Bupati Majalengka Karna Sobahi. (FOTO: iNews/M ZENI JOHADI)
Mohamad Zeni Johadi

MAJALENGKA, iNews.id - Bupati Majalengka Karna Sobahi angkat bicara terkait kasus Covid-19 kembali melonjak dalam sepekan terakhir. Menurut Karna terdapat tiga faktor penyebab kasus Covid-19 kembali naik.

Pertama, kata Karna, imunitas atau kekebalan masyarakat terhadap virus Corona penyebab Covid-19 mulai menurun. Kedua, kedisiplinan masyarakat terhadap protokol kesehatan (prokes) pun mulai longgar. Yang ketiga, munculnya virus Corona varian Omicron yang cepat menular. 

"Masyarakat sudah kami ingatkan, pandemi Covid-19 ini masih ada dan berbahaya. Masyarakat jangan lengah, terutama dalam penerapan prokes," kata Bupati Majalengka ditemui seusai meninjau tes swab antigen bagi pelajar di Puskesmas Kadipaten, Selasa (15/2/2022).

Berdasarkan data Satgas Satgas Penanganan Covid-19 Majalengka, ujar Karna Sobahi, jumlah terkonfirmasi positif Covid-19 aktif per Selasa 15 Februari 2022 ini bertambah sebanyak 97 orang. Jumlah angka kematian 4 orang.

"Kasus positif Covid-19 di majalengka kini sudah menyebar. Selain di lingkungan masyarakat, juga terjadi di sektor pendidikan dan organisasi perangkat daerah (OPD)," ujar Karna Sobahi.

Namun sampai saat ini, tutur Bupati, Pemkab Majalengka sampai saat ini belum menerima laporan pasien positif Covid-19 varian Omicorn. "Yang pasti penyebabnya, masih ada warga yang tak pakai masker, kerumunan warga, dan jumlah warga yang telah divaksin masih rendah," tutur Bupati.

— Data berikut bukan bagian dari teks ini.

mod expand;
mod grid;

use std::collections::{BTreeMap, HashMap, HashSet};

use emath::Vec2;
use log::debug;
use serde_json::Value;

use crate::config::ClusterConfig;
use crate::graph::{Category, ClusterData, Graph, Link, Node, NodeId, cluster_radius};
use crate::util::aggregated_link_width;
use expand::collapsed_owners;
pub use expand::{expand_all, expand_cluster};
use grid::CentroidGrid;

#[derive(Clone, Copy, Debug)]
pub struct ClusterOptions {
    /// Nodes join a cluster whose centroid is strictly closer than this.
    pub distance_threshold: f32,
    /// Only merge nodes that share a group.
    pub preserve_groups: bool,
}

impl From<&ClusterConfig> for ClusterOptions {
    fn from(config: &ClusterConfig) -> Self {
        Self {
            distance_threshold: config.distance,
            preserve_groups: config.preserve_groups,
        }
    }
}

pub struct ClusterOutcome {
    pub graph: Graph,
    /// Every input node id mapped to the id of the node that now represents it.
    pub cluster_map: BTreeMap<NodeId, NodeId>,
    /// Weight of links folded inside a cluster.
    pub intra_weight: f32,
    /// Weight carried by aggregated links.
    pub cross_weight: f32,
}

struct Seed {
    members: Vec<usize>,
    sum: Vec2,
    group: Option<String>,
}

impl Seed {
    fn centroid(&self) -> Vec2 {
        self.sum / self.members.len() as f32
    }
}

pub fn cluster_graph(graph: &Graph, options: &ClusterOptions) -> ClusterOutcome {
    let seeds = greedy_seeds(graph.nodes(), options);
    // Ids hidden inside existing clusters come back on expansion, so they stay reserved.
    let mut taken = collapsed_owners(graph).into_keys().collect::<HashSet<_>>();
    taken.extend(graph.nodes().iter().map(|node| node.id.clone()));

    let mut names = ClusterNames::new(taken);
    let mut owner = vec![None::<NodeId>; graph.node_count()];
    let seed_ids = seeds
        .iter()
        .map(|seed| {
            (seed.members.len() > 1).then(|| {
                let id = names.next();
                for &member in &seed.members {
                    owner[member] = Some(id.clone());
                }
                id
            })
        })
        .collect::<Vec<_>>();

    let mut member_links = HashMap::<NodeId, Vec<Link>>::new();
    let mut verbatim = Vec::new();
    let mut aggregator = LinkAggregator::default();
    let mut intra_weight = 0.0;

    for link in graph.links() {
        let source_owner = graph.index_of(&link.source).and_then(|i| owner[i].as_ref());
        let target_owner = graph.index_of(&link.target).and_then(|i| owner[i].as_ref());

        if let Some(cluster) = source_owner {
            member_links.entry(cluster.clone()).or_default().push(link.clone());
        }
        if let Some(cluster) = target_owner
            && Some(cluster) != source_owner
        {
            member_links.entry(cluster.clone()).or_default().push(link.clone());
        }

        match (source_owner, target_owner) {
            (None, None) => verbatim.push(link.clone()),
            (Some(source), Some(target)) if source == target => intra_weight += link.weight,
            _ => {
                let source = source_owner.unwrap_or(&link.source);
                let target = target_owner.unwrap_or(&link.target);
                aggregator.add(source, target, link.weight);
            }
        }
    }

    let nodes = seeds
        .iter()
        .zip(seed_ids)
        .map(|(seed, id)| match id {
            Some(id) => {
                let links = member_links.remove(&id).unwrap_or_default();
                cluster_node(graph, seed, id, links)
            }
            None => graph.nodes()[seed.members[0]].clone(),
        })
        .collect::<Vec<_>>();

    let cross_weight = aggregator.total_weight();
    let mut links = verbatim;
    links.extend(aggregator.into_links());

    let cluster_map = graph
        .nodes()
        .iter()
        .zip(&owner)
        .map(|(node, owner)| (node.id.clone(), owner.clone().unwrap_or_else(|| node.id.clone())))
        .collect::<BTreeMap<_, _>>();

    debug!(
        "clustered {} nodes into {} ({} synthetic)",
        graph.node_count(),
        nodes.len(),
        nodes.iter().filter(|node| node.is_cluster()).count()
    );

    ClusterOutcome {
        graph: Graph::from_trusted(nodes, links),
        cluster_map,
        intra_weight,
        cross_weight,
    }
}

fn greedy_seeds(nodes: &[Node], options: &ClusterOptions) -> Vec<Seed> {
    let threshold = options.distance_threshold;
    let mut seeds: Vec<Seed> = Vec::new();
    if !(threshold > 0.0) {
        return nodes
            .iter()
            .enumerate()
            .map(|(index, node)| Seed {
                members: vec![index],
                sum: node.position,
                group: node.group.clone(),
            })
            .collect();
    }

    let threshold_sq = threshold * threshold;
    let mut grid = threshold.is_finite().then(|| CentroidGrid::new(threshold));

    for (index, node) in nodes.iter().enumerate() {
        let point = node.position;
        let candidates = match &grid {
            Some(grid) => grid.candidates(point),
            None => (0..seeds.len()).collect(),
        };

        let mut best: Option<(usize, f32)> = None;
        for slot in candidates {
            let seed = &seeds[slot];
            if options.preserve_groups && seed.group != node.group {
                continue;
            }
            let distance_sq = (seed.centroid() - point).length_sq();
            if !(distance_sq < threshold_sq) {
                continue;
            }
            if best.is_none_or(|(_, best_sq)| distance_sq < best_sq) {
                best = Some((slot, distance_sq));
            }
        }

        match best {
            Some((slot, _)) => {
                let seed = &mut seeds[slot];
                seed.members.push(index);
                seed.sum += point;
                if let Some(grid) = &mut grid {
                    grid.relocate(slot, seed.centroid());
                }
            }
            None => {
                if let Some(grid) = &mut grid {
                    grid.insert(seeds.len(), point);
                }
                seeds.push(Seed {
                    members: vec![index],
                    sum: point,
                    group: node.group.clone(),
                });
            }
        }
    }

    seeds
}

fn cluster_node(graph: &Graph, seed: &Seed, id: NodeId, links: Vec<Link>) -> Node {
    let members = seed
        .members
        .iter()
        .map(|&index| {
            let mut member = graph.nodes()[index].clone();
            member.cluster_id = Some(id.clone());
            member
        })
        .collect::<Vec<_>>();

    let centroid = seed.centroid();
    let mut node = Node::new(id, majority_category(&members));
    node.label = Some(format!("{} nodes", members.len()));
    node.position = centroid;
    node.radius = cluster_radius(members.len());
    node.risk_level = members.iter().filter_map(|member| member.risk_level).max();
    node.weight = members.iter().map(|member| member.weight).sum();
    node.group = shared_group(&members);
    node.cluster = Some(ClusterData {
        members,
        links,
        origin: centroid,
    });
    node
}

fn majority_category(members: &[Node]) -> Category {
    let mut counts: Vec<(Category, usize)> = Vec::new();
    for member in members {
        match counts.iter_mut().find(|(category, _)| *category == member.category) {
            Some((_, count)) => *count += 1,
            None => counts.push((member.category, 1)),
        }
    }
    // Earliest category wins ties.
    counts
        .iter()
        .fold(None::<(Category, usize)>, |best, &(category, count)| match best {
            Some((_, best_count)) if best_count >= count => best,
            _ => Some((category, count)),
        })
        .map_or(Category::default(), |(category, _)| category)
}

fn shared_group(members: &[Node]) -> Option<String> {
    let first = members.first()?.group.as_ref()?;
    members
        .iter()
        .all(|member| member.group.as_ref() == Some(first))
        .then(|| first.clone())
}

struct ClusterNames {
    taken: HashSet<NodeId>,
    next: usize,
}

impl ClusterNames {
    fn new(taken: HashSet<NodeId>) -> Self {
        Self { taken, next: 0 }
    }

    fn next(&mut self) -> NodeId {
        let base = format!("cluster-{}", self.next);
        self.next += 1;
        let mut candidate = base.clone();
        let mut suffix = 1;
        while self.taken.contains(&candidate) {
            candidate = format!("{base}-{suffix}");
            suffix += 1;
        }
        self.taken.insert(candidate.clone());
        candidate
    }
}

/// Sums link weight per ordered endpoint pair, keeping first-seen order.
#[derive(Default)]
pub(crate) struct LinkAggregator {
    order: Vec<(NodeId, NodeId)>,
    totals: HashMap<(NodeId, NodeId), (f32, usize)>,
}

impl LinkAggregator {
    pub(crate) fn add(&mut self, source: &str, target: &str, weight: f32) {
        let key = (source.to_owned(), target.to_owned());
        let entry = self.totals.entry(key.clone()).or_insert_with(|| {
            self.order.push(key);
            (0.0, 0)
        });
        entry.0 += weight;
        entry.1 += 1;
    }

    pub(crate) fn total_weight(&self) -> f32 {
        self.totals.values().map(|(weight, _)| weight).sum()
    }

    pub(crate) fn into_links(mut self) -> Vec<Link> {
        self.order
            .into_iter()
            .filter_map(|key| {
                let (weight, count) = self.totals.remove(&key)?;
                let mut link = Link::new(key.0, key.1, weight);
                link.width = Some(aggregated_link_width(weight));
                link.metadata.insert("linkCount".to_owned(), Value::from(count));
                Some(link)
            })
            .collect()
    }
}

Diberitakan sebelumnya, Dinkes Kabupaten Majalengka mencatat, total angka kasus positif Covid-19 aktif di Kabupaten Majalengka mencapai 297 orang dengan rata-rata menjalani isolasi mandiri di rumah masing-masing.

Hanya 13 orang yang menjalani perawatan di rumah sakit, baik yang berada di Kabupaten Majalengka, maupun rumah sakit di luar Majalengka karena bergejala sedang dan berat.

Sekretaris Dinkes Kabupaten Majalengka Agus Susanto mengatakan, selama sepekan kematian akibat terpapar Covid-19 di Kabupaten Majalengka, tercatat mencapai 5 kasus. Dari awal pandemi Covid-19, total kasus kematian di daerah itu mencapai 822 orang atau 6,7 persen.

Kasus terkonfirmasi positif Covid-19 di Kabupaten terus mengalami peningkatan setiap hari. "Pada hari ini saja (Minggu 13/2/2022) ada penambahan kasus baru mencapai 56 orang," ujar Agus Suanto.